The first was to use a first order taylor series approximation in x0:
Func<double, double> fNewton = (b) =>
{
// Use first order taylor expansion for initial guess
// http://www27.wolframalpha.com/input/?i=series+expansion+x^.5
double x0 = 1 + (b - 1) / 2;
double xn = x0;
do
{
x0 = xn;
xn = (x0 + b / x0) / 2;
} while (Math.Abs(xn - x0) > Double.Epsilon);
return xn;
};
The second was to try a third order (more expensive), iterate
Func<double, double> fNewtonThird = (b) =>
{
double x0 = b/2;
double xn = x0;
do
{
x0 = xn;
xn = (x0*(x0*x0+3*b))/(3*x0*x0+b);
} while (Math.Abs(xn - x0) > Double.Epsilon);
return xn;
};
I created a helper method to time the functions
public static class Helper
{
public static long Time(
this Func<double, double> f,
double testValue)
{
int imax = 120000;
double avg = 0.0;
Stopwatch st = new Stopwatch();
for (int i = 0; i < imax; i++)
{
// note the timing is strictly on the function
st.Start();
var t = f(testValue);
st.Stop();
avg = (avg * i + t) / (i + 1);
}
Console.WriteLine("Average Val: {0}",avg);
return st.ElapsedTicks/imax;
}
}
The original method was faster, but again, might be interesting :)

Replacing "/ 2" by "* 0.5" makes this ~1.5 times faster on my machine, but of course not nearly as fast as the native implementation.

Well, the native Sqrt() function probably isn't implemented in C#, it'll most likely be done in a low-level language, and it'll certainly be using a more efficient algorithm.
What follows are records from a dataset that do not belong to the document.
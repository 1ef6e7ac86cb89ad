//! Lock Tests
//!
//! Contention and crash-recovery behavior of the lock marker files.

use std::fs;
use std::sync::atomic::{AtomicUsize, Ordering};
use std::sync::{Arc, Barrier};
use std::thread;
use std::time::{Duration, Instant};

use tempfile::TempDir;

use archstage::lock::{FileLock, LockOptions};
use archstage::ArchError;

fn quick() -> LockOptions {
    LockOptions::default()
        .with_timeout(Duration::from_millis(200))
        .with_retry_interval(Duration::from_millis(10))
}

#[test]
fn test_second_holder_times_out() {
    let temp = TempDir::new().unwrap();
    let resource = temp.path().join("manifest.json");

    let mut first = FileLock::new(&resource);
    first.acquire(&quick()).unwrap();

    let mut second = FileLock::new(&resource);
    let start = Instant::now();
    let result = second.acquire(&quick());

    assert!(matches!(result, Err(ArchError::LockTimeout { .. })));
    assert!(start.elapsed() >= Duration::from_millis(200));
    assert!(!second.is_acquired());

    first.release().unwrap();
    second.acquire(&quick()).unwrap();
    assert!(second.is_acquired());
}

#[test]
fn test_waiter_acquires_after_release() {
    let temp = TempDir::new().unwrap();
    let resource = temp.path().join("layer.json");
    let barrier = Arc::new(Barrier::new(2));

    let holder = {
        let resource = resource.clone();
        let barrier = Arc::clone(&barrier);
        thread::spawn(move || {
            let mut lock = FileLock::new(&resource);
            lock.acquire(&LockOptions::default()).unwrap();
            barrier.wait();
            thread::sleep(Duration::from_millis(150));
            lock.release().unwrap();
        })
    };

    barrier.wait();
    let mut waiter = FileLock::new(&resource);
    let start = Instant::now();
    waiter
        .acquire(&LockOptions::default().with_timeout(Duration::from_secs(2)))
        .unwrap();

    assert!(start.elapsed() >= Duration::from_millis(100));
    holder.join().unwrap();
}

#[test]
fn test_critical_sections_never_overlap() {
    let temp = TempDir::new().unwrap();
    let resource = Arc::new(temp.path().join("shared.json"));
    let inside = Arc::new(AtomicUsize::new(0));
    let overlaps = Arc::new(AtomicUsize::new(0));

    let handles: Vec<_> = (0..4)
        .map(|_| {
            let resource = Arc::clone(&resource);
            let inside = Arc::clone(&inside);
            let overlaps = Arc::clone(&overlaps);
            thread::spawn(move || {
                for _ in 0..5 {
                    FileLock::new(resource.as_path())
                        .with_lock(&LockOptions::default(), || {
                            if inside.fetch_add(1, Ordering::SeqCst) > 0 {
                                overlaps.fetch_add(1, Ordering::SeqCst);
                            }
                            thread::sleep(Duration::from_millis(2));
                            inside.fetch_sub(1, Ordering::SeqCst);
                            Ok(())
                        })
                        .unwrap();
                }
            })
        })
        .collect();
    for handle in handles {
        handle.join().unwrap();
    }

    assert_eq!(overlaps.load(Ordering::SeqCst), 0);
    assert!(!FileLock::exists(&resource));
}

#[test]
fn test_abandoned_lock_is_recovered() {
    let temp = TempDir::new().unwrap();
    let resource = temp.path().join("manifest.json");

    // Simulate a crashed holder: a marker nobody will release.
    fs::write(
        FileLock::lock_path_for(&resource),
        r#"{"pid":999999,"acquiredAt":"2020-01-01T00:00:00Z"}"#,
    )
    .unwrap();
    thread::sleep(Duration::from_millis(60));

    let options = quick().with_stale_lock_threshold(Duration::from_millis(20));
    let mut lock = FileLock::new(&resource);
    lock.acquire(&options).unwrap();

    let holder = FileLock::holder(&resource).unwrap();
    assert_eq!(holder.pid, std::process::id());
    lock.release().unwrap();
}

#[test]
fn test_old_holder_release_keeps_new_holders_marker() {
    let temp = TempDir::new().unwrap();
    let resource = temp.path().join("manifest.json");

    let mut old = FileLock::new(&resource);
    old.acquire(&quick()).unwrap();

    // An operator clears the marker and another holder takes the lock.
    FileLock::force_remove(&resource).unwrap();
    let mut current = FileLock::new(&resource);
    current.acquire(&quick()).unwrap();
    let current_token = FileLock::holder(&resource).unwrap().token;

    let result = old.release();
    assert!(matches!(result, Err(ArchError::LockReleaseFailed { .. })));
    assert_eq!(FileLock::holder(&resource).unwrap().token, current_token);

    let mut third = FileLock::new(&resource);
    let result = third.acquire(&quick().with_stale_detection(false));
    assert!(matches!(result, Err(ArchError::LockTimeout { .. })));

    current.release().unwrap();
    assert!(!FileLock::exists(&resource));
}

#[test]
fn test_slow_live_holder_is_not_displaced() {
    let temp = TempDir::new().unwrap();
    let resource = temp.path().join("manifest.json");

    let mut slow = FileLock::new(&resource);
    slow.acquire(&quick()).unwrap();
    let token = FileLock::holder(&resource).unwrap().token;
    thread::sleep(Duration::from_millis(60));

    let options = quick().with_stale_lock_threshold(Duration::from_millis(20));
    let result = FileLock::new(&resource).acquire(&options);

    assert!(matches!(result, Err(ArchError::LockTimeout { .. })));
    assert_eq!(FileLock::holder(&resource).unwrap().token, token);
    slow.release().unwrap();
}

#[test]
fn test_stale_detection_can_be_disabled() {
    let temp = TempDir::new().unwrap();
    let resource = temp.path().join("manifest.json");
    fs::write(FileLock::lock_path_for(&resource), "{}").unwrap();
    thread::sleep(Duration::from_millis(60));

    let options = quick()
        .with_stale_lock_threshold(Duration::from_millis(20))
        .with_stale_detection(false);
    let result = FileLock::new(&resource).acquire(&options);

    assert!(matches!(result, Err(ArchError::LockTimeout { .. })));
    assert!(FileLock::exists(&resource));
}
So trying to match its speed is probably futile.
However, in regard to just trying to optimize your function for the heckuvit, the Wikipedia page you linked recommends the "starting guess" to be 2^floor(D/2), where D represents the number of binary digits in the number. You could give that an attempt, I don't see much else that could be optimized significantly in your code.

You can try
r = x >> 1;
instead of / 2 (also in the other place you device by 2).
It might give you a slight edge.
I would also move the 100 into the loop. Probably nothing, but we are talking about ticks in here.
just checking it now.
EDIT:
Fixed the > into >>, but it doesn't work for doubles, so nevermind.
the inlining of the 100 gave me no speed increase.